Stored data
►

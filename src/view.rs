//! Software renderer for the demo host
//!
//! Draws the host screen, the floating now-playing chip, and the bottom
//! sheet with its accordion rows into a softbuffer surface. Everything is
//! flat rectangles so the demo stays font-free; titles render as light
//! bands sized to their text length.
//!
//! The geometry helpers (`sheet_layout`, `tab_at_point`) are shared with
//! the runtime so hit-testing and drawing can never disagree about where
//! a row sits.

use std::num::NonZeroU32;
use std::rc::Rc;

use anyhow::Result;
use softbuffer::Surface;
use winit::window::Window;

use crate::hit_test::{Point, Rect, SheetLayout};
use crate::sheet::SheetController;

/// Height of the drag header band at the top of the panel.
pub const HEADER_HEIGHT: f64 = 48.0;
/// Height of one collapsed accordion row.
pub const TAB_ROW_HEIGHT: f64 = 44.0;
/// Extra height revealed below a row while its tab is expanded.
pub const TAB_CONTENT_HEIGHT: f64 = 132.0;
/// Gap the panel leaves to the top edge when fully expanded.
pub const PANEL_TOP_MARGIN: f64 = 96.0;

const BACKGROUND: u32 = 0xFF14161B;
const HOST_BAND: u32 = 0xFF20242C;
const CHIP: u32 = 0xFF31564A;
const CHIP_BAND: u32 = 0xFFB9D6C6;
const PANEL: u32 = 0xFF262B34;
const HEADER: u32 = 0xFF2F3540;
const GRIP: u32 = 0xFF5A6374;
const TAB_ROW: u32 = 0xFF2B313B;
const TAB_ROW_ACTIVE: u32 = 0xFF39414E;
const TEXT_BAND: u32 = 0xFFC9D1DC;

/// Total height of the sliding panel for a given window size.
///
/// The panel reaches to `PANEL_TOP_MARGIN` below the top edge when fully
/// expanded. Tiny windows still get at least the peek height so the
/// collapsed sheet never degenerates to zero.
pub fn panel_height(window_size: (u32, u32), peek_height: f64) -> f64 {
    (window_size.1 as f64 - PANEL_TOP_MARGIN).max(peek_height)
}

/// Window-space layout of the panel and its header for the current offset.
pub fn sheet_layout<C>(controller: &SheetController<C>, window_size: (u32, u32)) -> SheetLayout {
    SheetLayout::compute(
        window_size.0 as f64,
        window_size.1 as f64,
        panel_height(window_size, controller.peek_height()),
        controller.offset(),
        HEADER_HEIGHT,
    )
}

/// Id of the accordion title row under `pt`, if any.
///
/// Expanded content areas are not title rows; a point inside one returns
/// `None` so taps on revealed content never toggle a neighbouring tab.
pub fn tab_at_point<C>(
    controller: &SheetController<C>,
    window_size: (u32, u32),
    pt: Point,
) -> Option<&str> {
    let layout = sheet_layout(controller, window_size);
    let mut row_top = layout.header.bottom();
    for entry in controller.tabs().entries() {
        let row = Rect::new(layout.panel.x, row_top, layout.panel.width, TAB_ROW_HEIGHT);
        if row.contains(pt) {
            return Some(&entry.id);
        }
        row_top += TAB_ROW_HEIGHT;
        if entry.expanded {
            row_top += TAB_CONTENT_HEIGHT;
        }
    }
    None
}

pub struct Renderer {
    surface: Surface<Rc<Window>, Rc<Window>>,
    width: u32,
    height: u32,
}

impl Renderer {
    pub fn new(window: Rc<Window>, context: &softbuffer::Context<Rc<Window>>) -> Result<Self> {
        let (width, height) = {
            let size = window.inner_size();
            (size.width, size.height)
        };

        let surface = Surface::new(context, Rc::clone(&window))
            .map_err(|e| anyhow::anyhow!("Failed to create surface: {}", e))?;

        Ok(Self {
            surface,
            width,
            height,
        })
    }

    /// Draw one frame of the demo host.
    ///
    /// Tab content payloads are ARGB accent colors; the expanded tab's
    /// body is filled with its accent.
    pub fn render(
        &mut self,
        controller: &SheetController<u32>,
        window_size: (u32, u32),
    ) -> Result<()> {
        if window_size.0 == 0 || window_size.1 == 0 {
            return Ok(());
        }

        if self.width != window_size.0 || self.height != window_size.1 {
            self.width = window_size.0;
            self.height = window_size.1;
            self.surface
                .resize(
                    NonZeroU32::new(self.width).unwrap(),
                    NonZeroU32::new(self.height).unwrap(),
                )
                .map_err(|e| anyhow::anyhow!("Failed to resize surface: {}", e))?;
        }

        let width = self.width;
        let height = self.height;
        let opacity = controller.overlay_opacity();
        let layout = sheet_layout(controller, (width, height));

        let mut buffer = self
            .surface
            .buffer_mut()
            .map_err(|e| anyhow::anyhow!("Failed to get surface buffer: {}", e))?;

        buffer.fill(BACKGROUND);

        draw_host_screen(&mut buffer, width, height);
        draw_overlay_chip(&mut buffer, width, height, opacity);
        draw_sheet(&mut buffer, width, height, controller, &layout);

        buffer
            .present()
            .map_err(|e| anyhow::anyhow!("Failed to present buffer: {}", e))?;
        Ok(())
    }
}

/// Placeholder content bands so the sheet visibly slides over something.
fn draw_host_screen(buffer: &mut [u32], width: u32, height: u32) {
    let w = width as f64;
    for i in 0..4 {
        let y = 96.0 + i as f64 * 72.0;
        fill_rect(
            buffer,
            width,
            height,
            Rect::new(16.0, y, w - 32.0, 48.0),
            HOST_BAND,
        );
    }
}

/// The now-playing chip that fades out while the sheet is up.
fn draw_overlay_chip(buffer: &mut [u32], width: u32, height: u32, opacity: f64) {
    let w = width as f64;
    let chip = Rect::new(16.0, 16.0, w - 32.0, 56.0);
    blend_rect(buffer, width, height, chip, CHIP, opacity);
    let band = Rect::new(32.0, 40.0, (w - 64.0).min(180.0), 8.0);
    blend_rect(buffer, width, height, band, CHIP_BAND, opacity);
}

fn draw_sheet(
    buffer: &mut [u32],
    width: u32,
    height: u32,
    controller: &SheetController<u32>,
    layout: &SheetLayout,
) {
    fill_rect(buffer, width, height, layout.panel, PANEL);
    fill_rect(buffer, width, height, layout.header, HEADER);

    let grip = Rect::new(
        layout.header.x + (layout.header.width - 44.0) / 2.0,
        layout.header.y + 10.0,
        44.0,
        5.0,
    );
    fill_rect(buffer, width, height, grip, GRIP);

    let mut row_top = layout.header.bottom();
    for entry in controller.tabs().entries() {
        let row = Rect::new(layout.panel.x, row_top, layout.panel.width, TAB_ROW_HEIGHT);
        let row_bg = if entry.expanded { TAB_ROW_ACTIVE } else { TAB_ROW };
        fill_rect(buffer, width, height, row, row_bg);

        let band_w = (entry.title.len() as f64 * 9.0).min(row.width - 72.0);
        fill_rect(
            buffer,
            width,
            height,
            Rect::new(row.x + 20.0, row.y + 18.0, band_w, 8.0),
            TEXT_BAND,
        );

        let chevron = Rect::new(row.x + row.width - 34.0, row.y + 17.0, 10.0, 10.0);
        let chevron_color = if entry.expanded { entry.content } else { GRIP };
        fill_rect(buffer, width, height, chevron, chevron_color);

        fill_rect(
            buffer,
            width,
            height,
            Rect::new(row.x, row.bottom() - 1.0, row.width, 1.0),
            PANEL,
        );

        row_top += TAB_ROW_HEIGHT;
        if entry.expanded {
            let body = Rect::new(row.x, row_top, row.width, TAB_CONTENT_HEIGHT);
            fill_rect(buffer, width, height, body, entry.content);
            for i in 0..3 {
                let item = Rect::new(
                    row.x + 20.0,
                    row_top + 16.0 + i as f64 * 38.0,
                    row.width - 40.0,
                    24.0,
                );
                blend_rect(buffer, width, height, item, 0xFFFFFFFF, 0.18);
            }
            row_top += TAB_CONTENT_HEIGHT;
        }
    }
}

/// Fill a rectangle with a solid color, clamped to the buffer.
fn fill_rect(buffer: &mut [u32], width: u32, height: u32, rect: Rect, color: u32) {
    let x0 = rect.x.max(0.0) as usize;
    let y0 = rect.y.max(0.0) as usize;
    let x1 = ((rect.x + rect.width).max(0.0) as usize).min(width as usize);
    let y1 = ((rect.y + rect.height).max(0.0) as usize).min(height as usize);

    for y in y0..y1 {
        let row_start = y * width as usize;
        for x in x0..x1 {
            buffer[row_start + x] = color;
        }
    }
}

/// Fill a rectangle blended over the existing pixels.
fn blend_rect(buffer: &mut [u32], width: u32, height: u32, rect: Rect, color: u32, alpha: f64) {
    if alpha <= 0.0 {
        return;
    }
    if alpha >= 1.0 {
        return fill_rect(buffer, width, height, rect, color);
    }

    let x0 = rect.x.max(0.0) as usize;
    let y0 = rect.y.max(0.0) as usize;
    let x1 = ((rect.x + rect.width).max(0.0) as usize).min(width as usize);
    let y1 = ((rect.y + rect.height).max(0.0) as usize).min(height as usize);

    for y in y0..y1 {
        let row_start = y * width as usize;
        for x in x0..x1 {
            let idx = row_start + x;
            buffer[idx] = blend_colors(buffer[idx], color, alpha);
        }
    }
}

fn blend_colors(bg: u32, fg: u32, alpha: f64) -> u32 {
    let bg_r = ((bg >> 16) & 0xFF) as f64;
    let bg_g = ((bg >> 8) & 0xFF) as f64;
    let bg_b = (bg & 0xFF) as f64;

    let fg_r = ((fg >> 16) & 0xFF) as f64;
    let fg_g = ((fg >> 8) & 0xFF) as f64;
    let fg_b = (fg & 0xFF) as f64;

    let r = (bg_r * (1.0 - alpha) + fg_r * alpha) as u32;
    let g = (bg_g * (1.0 - alpha) + fg_g * alpha) as u32;
    let b = (bg_b * (1.0 - alpha) + fg_b * alpha) as u32;

    0xFF000000 | (r << 16) | (g << 8) | b
}
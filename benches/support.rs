//! Shared helpers for benchmarks

use std::time::Duration;

use peeksheet::config::SheetConfig;
use peeksheet::{GestureSample, SheetController, TabEntry};

/// Frame step used when driving animations (60 fps).
#[allow(dead_code)]
pub const FRAME: Duration = Duration::from_millis(16);

/// Controller with the demo's three tabs.
#[allow(dead_code)]
pub fn make_controller() -> SheetController<u32> {
    let mut controller = SheetController::new(SheetConfig::default());
    controller.add_tab(TabEntry::new("songs", "Songs", 1));
    controller.add_tab(TabEntry::new("albums", "Albums", 2));
    controller.add_tab(TabEntry::new("shows", "Shows", 3));
    controller
}

/// Drive the controller until everything is at rest.
#[allow(dead_code)]
pub fn settle(controller: &mut SheetController<u32>) {
    for _ in 0..600 {
        if !controller.tick(FRAME) {
            break;
        }
    }
}

/// One scripted drag session: grab, evenly spaced move samples, release.
#[allow(dead_code)]
pub fn scripted_drag(controller: &mut SheetController<u32>, samples: usize, total_delta: f64) {
    controller.on_gesture(GestureSample::start());
    for i in 1..=samples {
        let delta = total_delta * i as f64 / samples as f64;
        controller.on_gesture(GestureSample::moving(delta, -0.4));
    }
    controller.on_gesture(GestureSample::end(total_delta, -0.4));
}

◄

__Problem statement__. Each line of the records that holds the word "anyhow" should be copied out.

__Task output__.
use anyhow::Result;
            .map_err(|e| anyhow::anyhow!("Failed to create surface: {}", e))?;
                .map_err(|e| anyhow::anyhow!("Failed to resize surface: {}", e))?;
            .map_err(|e| anyhow::anyhow!("Failed to get surface buffer: {}", e))?;
            .map_err(|e| anyhow::anyhow!("Failed to present buffer: {}", e))?;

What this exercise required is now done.